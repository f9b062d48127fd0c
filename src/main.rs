//! Signpost command-line entry point.
//!
//! ```text
//! signpost routes --config routes.toml      print the compiled table
//! signpost serve  --config routes.toml      serve it over HTTP
//! ```
//!
//! The binary ships a single endpoint, `Echo`, which answers with the
//! request method, path and route params as JSON. Embedders register their
//! own endpoints and call [`signpost::config::compile`] directly.

use std::path::PathBuf;
use std::sync::Arc;

use axum::http::{header, HeaderValue, StatusCode};
use clap::{Parser, Subcommand};
use tokio::net::TcpListener;

use signpost::config::{compile, load_config};
use signpost::http::{shutdown_signal, HttpServer};
use signpost::observability::logging::init_logging;
use signpost::observability::metrics::init_metrics;
use signpost::{EndpointRegistry, RequestContext, Response};

#[derive(Parser)]
#[command(name = "signpost")]
#[command(about = "Declarative HTTP request router", long_about = None)]
struct Cli {
    #[command(subcommand)]
    command: Commands,
}

#[derive(Subcommand)]
enum Commands {
    /// Print the compiled routing table
    Routes {
        /// Route file (TOML)
        #[arg(short, long)]
        config: PathBuf,
    },
    /// Serve the routes over HTTP
    Serve {
        /// Route file (TOML)
        #[arg(short, long)]
        config: PathBuf,

        /// Override the listener address from the route file
        #[arg(short, long)]
        bind: Option<String>,
    },
}

#[tokio::main]
async fn main() -> Result<(), Box<dyn std::error::Error>> {
    let cli = Cli::parse();

    match cli.command {
        Commands::Routes { config } => {
            init_logging("warn");
            let config = load_config(&config)?;
            let router = compile(&config, Arc::new(builtin_registry()))?;

            for line in router.listing() {
                println!("{line}");
            }
            let names = router.named_routes();
            if !names.is_empty() {
                let mut names: Vec<&str> = names.names().collect();
                names.sort_unstable();
                println!();
                println!("Named routes: {}", names.join(", "));
            }
        }
        Commands::Serve { config: path, bind } => {
            let config = load_config(&path)?;
            init_logging(&config.observability.log_level);

            tracing::info!(version = env!("CARGO_PKG_VERSION"), "signpost starting");
            tracing::info!(
                config = %path.display(),
                routes = config.routes.len(),
                redirects = config.redirects.len(),
                mounts = config.mounts.len(),
                "Configuration loaded"
            );

            if config.observability.metrics_enabled {
                match config.observability.metrics_address.parse() {
                    Ok(addr) => init_metrics(addr),
                    Err(_) => tracing::error!(
                        metrics_address = %config.observability.metrics_address,
                        "Failed to parse metrics address"
                    ),
                }
            }

            let router = compile(&config, Arc::new(builtin_registry()))?;

            let address = bind.unwrap_or_else(|| config.listener.bind_address.clone());
            let listener = TcpListener::bind(&address).await?;
            tracing::info!(address = %listener.local_addr()?, "Listening for connections");

            HttpServer::new(Arc::new(router))
                .run(listener, shutdown_signal())
                .await?;

            tracing::info!("Shutdown complete");
        }
    }

    Ok(())
}

fn builtin_registry() -> EndpointRegistry {
    EndpointRegistry::new().with("Echo", echo)
}

fn echo(ctx: &mut RequestContext) -> signpost::Outcome {
    let body = serde_json::json!({
        "method": ctx.method().as_str(),
        "path": ctx.path(),
        "params": ctx.route_params(),
    });

    match serde_json::to_vec(&body) {
        Ok(bytes) => Response::ok(bytes)
            .with_header(
                header::CONTENT_TYPE,
                HeaderValue::from_static("application/json"),
            )
            .into(),
        Err(e) => {
            tracing::error!(error = %e, "Failed to encode echo response");
            Response::new(StatusCode::INTERNAL_SERVER_ERROR).into()
        }
    }
}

☆ ☆ ☆ ☆

Report every line containing the word "RequestContext" from the listing above.

use signpost::{EndpointRegistry, RequestContext, Response};
fn echo(ctx: &mut RequestContext) -> signpost::Outcome {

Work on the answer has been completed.